● **TASK ITEM**
Consider the data that follows and state how many lines contain the string "SocketAddr", using the number alone.
Start of EXCERPTED RECORDS
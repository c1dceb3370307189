use std::sync::Arc;

use axum::{
    extract::{Path, State},
    http::StatusCode,
    Json,
};
use serde::Deserialize;
use tracing::info;

use models::{Category, Organization, OrganizationInput};
use service::organizations::OrganizationStore;

use crate::errors::{from_service, ApiError};

/// PUT body for the funding update endpoint.
#[derive(Debug, Deserialize)]
pub struct UpdateFundingInput {
    pub fund_amount: String,
}

fn parse_category(token: &str) -> Result<Category, ApiError> {
    token.parse::<Category>().map_err(|_| ApiError::invalid_type())
}

/// Orphanages sorted by funding amount, lowest first.
pub async fn list_orphanages(
    State(store): State<Arc<OrganizationStore>>,
) -> Json<Vec<Organization>> {
    Json(store.list_sorted(Category::Orphanage).await)
}

/// Old-age homes sorted by funding amount, lowest first.
pub async fn list_oldage_homes(
    State(store): State<Arc<OrganizationStore>>,
) -> Json<Vec<Organization>> {
    Json(store.list_sorted(Category::OldageHome).await)
}

pub async fn get_by_id(
    State(store): State<Arc<OrganizationStore>>,
    Path((org_type, id)): Path<(String, u32)>,
) -> Result<Json<Organization>, ApiError> {
    let category = parse_category(&org_type)?;
    match store.get(category, id).await {
        Some(org) => Ok(Json(org)),
        None => Err(ApiError::not_found()),
    }
}

pub async fn create(
    State(store): State<Arc<OrganizationStore>>,
    Path(org_type): Path<String>,
    Json(input): Json<OrganizationInput>,
) -> Result<(StatusCode, Json<Organization>), ApiError> {
    let category = parse_category(&org_type)?;
    let created = store
        .create(category, input)
        .await
        .map_err(|e| from_service(e, "save"))?;
    info!(category = %category, id = created.id, "organization created");
    Ok((StatusCode::CREATED, Json(created)))
}

pub async fn update_funding(
    State(store): State<Arc<OrganizationStore>>,
    Path((org_type, id)): Path<(String, u32)>,
    Json(input): Json<UpdateFundingInput>,
) -> Result<Json<Organization>, ApiError> {
    let category = parse_category(&org_type)?;
    let updated = store
        .update_funding(category, id, input.fund_amount)
        .await
        .map_err(|e| from_service(e, "update"))?;
    info!(category = %category, id, "funding updated");
    Ok(Json(updated))
}

pub async fn delete(
    State(store): State<Arc<OrganizationStore>>,
    Path((org_type, id)): Path<(String, u32)>,
) -> Result<Json<serde_json::Value>, ApiError> {
    let category = parse_category(&org_type)?;
    let removed = store
        .delete(category, id)
        .await
        .map_err(|e| from_service(e, "delete"))?;
    info!(category = %category, id, "organization deleted");
    Ok(Json(serde_json::json!({
        "message": "Organization deleted successfully",
        "organization": removed,
    })))
}
use std::io;
use tracing_subscriber::{fmt, EnvFilter};

/// Initialize tracing subscriber with sensible defaults and stdout writer.
/// - Respects `RUST_LOG` if set
/// - Falls back to `info,tower_http=info,axum=info`
/// - Writes to stdout to improve visibility in environments that hide stderr
pub fn init_logging_default() {
    let env_filter = EnvFilter::try_from_default_env()
        .unwrap_or_else(|_| EnvFilter::new("info,tower_http=info,axum=info"));
    let _ = fmt()
        .with_env_filter(env_filter)
        .with_target(false)
        .compact()
        .with_writer(|| io::stdout())
        .try_init();
}
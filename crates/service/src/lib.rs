pub mod errors;
pub mod organizations;
pub mod runtime;
pub mod storage;
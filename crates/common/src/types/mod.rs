use serde::{Deserialize, Serialize};

/// Health check response body.
#[derive(Serialize, Deserialize, Debug)]
pub struct Health {
    pub status: &'static str,
    pub message: &'static str,
}

impl Health {
    pub fn ok(message: &'static str) -> Self {
        Self { status: "OK", message }
    }
}
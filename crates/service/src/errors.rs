use thiserror::Error;

#[derive(Debug, Error)]
pub enum ServiceError {
    #[error("validation error: {0}")]
    Validation(String),
    #[error("not found: {0}")]
    NotFound(String),
    #[error("storage error: {0}")]
    Storage(String),
    #[error("model error: {0}")]
    Model(#[from] models::errors::ModelError),
}

impl ServiceError {
    pub fn not_found(entity: &str) -> Self { Self::NotFound(format!("{} not found", entity)) }
}
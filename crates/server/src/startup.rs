use std::{env, net::SocketAddr, sync::Arc};

use axum::Router;
use common::utils::logging::init_logging_default;
use dotenvy::dotenv;
use tower_http::cors::CorsLayer;
use tracing::info;

use crate::routes;
use service::{organizations::OrganizationStore, runtime};

/// Initialize logging via shared common utils
fn init_logging() {
    init_logging_default();
}

fn build_cors() -> CorsLayer {
    CorsLayer::very_permissive()
}

/// Load host/port from configs or env vars, with sensible fallbacks
fn load_bind_addr() -> anyhow::Result<SocketAddr> {
    let (host, port) = match configs::load_default() {
        Ok(cfg) => {
            let s = cfg.server;
            (s.host, s.port)
        }
        Err(_) => {
            let host = env::var("SERVER_HOST").unwrap_or_else(|_| "127.0.0.1".to_string());
            let port = env::var("SERVER_PORT")
                .ok()
                .and_then(|p| p.parse::<u16>().ok())
                .unwrap_or(3000);
            (host, port)
        }
    };
    Ok(format!("{}:{}", host, port).parse()?)
}

/// Resolve the document path from configs or env, with a sensible default
fn load_data_path() -> String {
    match configs::load_default() {
        Ok(cfg) => cfg.storage.data_path,
        Err(_) => env::var("DATA_PATH").unwrap_or_else(|_| "data/organizations.json".to_string()),
    }
}

fn log_endpoints() {
    info!("available endpoints:");
    info!("- GET /api/organizations (orphanages)");
    info!("- GET /api/organizations1 (old age homes)");
    info!("- GET /api/organization/:type/:id");
    info!("- POST /api/organization/:type");
    info!("- PUT /api/organization/:type/:id/funding");
    info!("- DELETE /api/organization/:type/:id");
}

/// Public entry: build the app and run the HTTP server
pub async fn run() -> anyhow::Result<()> {
    dotenv().ok();
    init_logging();

    runtime::ensure_env("frontend", "data").await?;

    // Organization document store (file persistence)
    let data_path = load_data_path();
    let store = OrganizationStore::new(&data_path).await?;
    info!(%data_path, "organization store ready");

    // Build router
    let cors = build_cors();
    let app: Router = routes::build_router(Arc::clone(&store), cors);

    // Bind and serve
    let addr = load_bind_addr()?;
    info!(%addr, "starting server crate");
    log_endpoints();
    let listener = tokio::net::TcpListener::bind(addr).await?;
    axum::serve(listener, app).await?;
    Ok(())
}
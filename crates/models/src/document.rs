use serde::{Deserialize, Serialize};

use crate::category::Category;
use crate::organization::Organization;

/// The full persisted state: both category lists together. Field names match
/// the on-disk JSON layout.
#[derive(Clone, Debug, Default, Serialize, Deserialize, PartialEq)]
pub struct Document {
    #[serde(default)]
    pub orphanages: Vec<Organization>,
    #[serde(default, rename = "oldageHomes")]
    pub oldage_homes: Vec<Organization>,
}

impl Document {
    pub fn list(&self, category: Category) -> &Vec<Organization> {
        match category {
            Category::Orphanage => &self.orphanages,
            Category::OldageHome => &self.oldage_homes,
        }
    }

    pub fn list_mut(&mut self, category: Category) -> &mut Vec<Organization> {
        match category {
            Category::Orphanage => &mut self.orphanages,
            Category::OldageHome => &mut self.oldage_homes,
        }
    }

    /// Next id within a category: max existing id (0 when empty) plus one.
    pub fn next_id(&self, category: Category) -> u32 {
        self.list(category).iter().map(|o| o.id).max().unwrap_or(0) + 1
    }
}

#[cfg(test)]
mod tests {
    use super::*;

    fn org(id: u32) -> Organization {
        Organization { id, org_name: format!("org-{id}"), fund_amount: "₹100".into() }
    }

    #[test]
    fn next_id_starts_at_one() {
        let doc = Document::default();
        assert_eq!(doc.next_id(Category::Orphanage), 1);
        assert_eq!(doc.next_id(Category::OldageHome), 1);
    }

    #[test]
    fn next_id_is_max_plus_one_per_category() {
        let doc = Document {
            orphanages: vec![org(3), org(1)],
            oldage_homes: vec![org(7)],
        };
        assert_eq!(doc.next_id(Category::Orphanage), 4);
        assert_eq!(doc.next_id(Category::OldageHome), 8);
    }

    #[test]
    fn disk_layout_uses_wire_field_names() {
        let doc = Document { orphanages: vec![org(1)], oldage_homes: vec![] };
        let json = serde_json::to_value(&doc).expect("serialize");
        assert!(json.get("orphanages").is_some());
        assert!(json.get("oldageHomes").is_some());
    }

    #[test]
    fn missing_lists_default_to_empty() {
        let doc: Document = serde_json::from_str("{}").expect("deserialize");
        assert!(doc.orphanages.is_empty());
        assert!(doc.oldage_homes.is_empty());
    }
}
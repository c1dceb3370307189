pub mod json_doc_store;

pub use json_doc_store::JsonDocStore;
use anyhow::anyhow;
use anyhow::Result;
use serde::Deserialize;

#[derive(Debug, Clone, Deserialize, Default)]
pub struct AppConfig {
    #[serde(default)]
    pub server: ServerConfig,
    #[serde(default)]
    pub storage: StorageConfig,
}

#[derive(Debug, Clone, Deserialize)]
pub struct ServerConfig {
    pub host: String,
    pub port: u16,
    #[serde(default)]
    pub worker_threads: Option<usize>,
}

impl Default for ServerConfig {
    fn default() -> Self {
        Self { host: "127.0.0.1".into(), port: 3000, worker_threads: Some(4) }
    }
}

#[derive(Debug, Clone, Deserialize)]
pub struct StorageConfig {
    /// Path of the JSON document holding both organization lists.
    #[serde(default = "default_data_path")]
    pub data_path: String,
}

impl Default for StorageConfig {
    fn default() -> Self {
        Self { data_path: default_data_path() }
    }
}

fn default_data_path() -> String {
    "data/organizations.json".to_string()
}

pub fn load_default() -> Result<AppConfig> {
    let path = std::env::var("CONFIG_PATH").unwrap_or_else(|_| "config.toml".to_string());
    load_from_file(&path)
}

pub fn load_from_file(path: &str) -> Result<AppConfig> {
    let content = std::fs::read_to_string(path)?;
    let cfg: AppConfig = toml::from_str(&content)?;
    Ok(cfg)
}

impl AppConfig {
    pub fn load_and_validate() -> Result<Self> {
        let mut cfg = load_default()?;
        cfg.normalize_and_validate()?;
        Ok(cfg)
    }

    pub fn normalize_and_validate(&mut self) -> Result<()> {
        self.server.normalize()?;
        self.storage.normalize_from_env();
        self.storage.validate()?;
        Ok(())
    }
}

impl ServerConfig {
    fn normalize(&mut self) -> Result<()> {
        if self.host.trim().is_empty() {
            self.host = "127.0.0.1".to_string();
        }
        if self.port == 0 {
            return Err(anyhow!("server.port must be in 1..=65535"));
        }
        if let Some(w) = self.worker_threads {
            if w == 0 { self.worker_threads = Some(4); }
        } else {
            self.worker_threads = Some(4);
        }
        Ok(())
    }
}

impl StorageConfig {
    pub fn normalize_from_env(&mut self) {
        // If TOML leaves the path empty, fall back to the environment.
        if self.data_path.trim().is_empty() {
            if let Ok(path) = std::env::var("DATA_PATH") {
                self.data_path = path;
            }
        }
    }

    pub fn validate(&self) -> Result<()> {
        if self.data_path.trim().is_empty() {
            return Err(anyhow!(
                "storage.data_path is empty; provide it in config.toml or the DATA_PATH env var"
            ));
        }
        Ok(())
    }
}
End of EXCERPTED RECORDS
● **RESULT**
2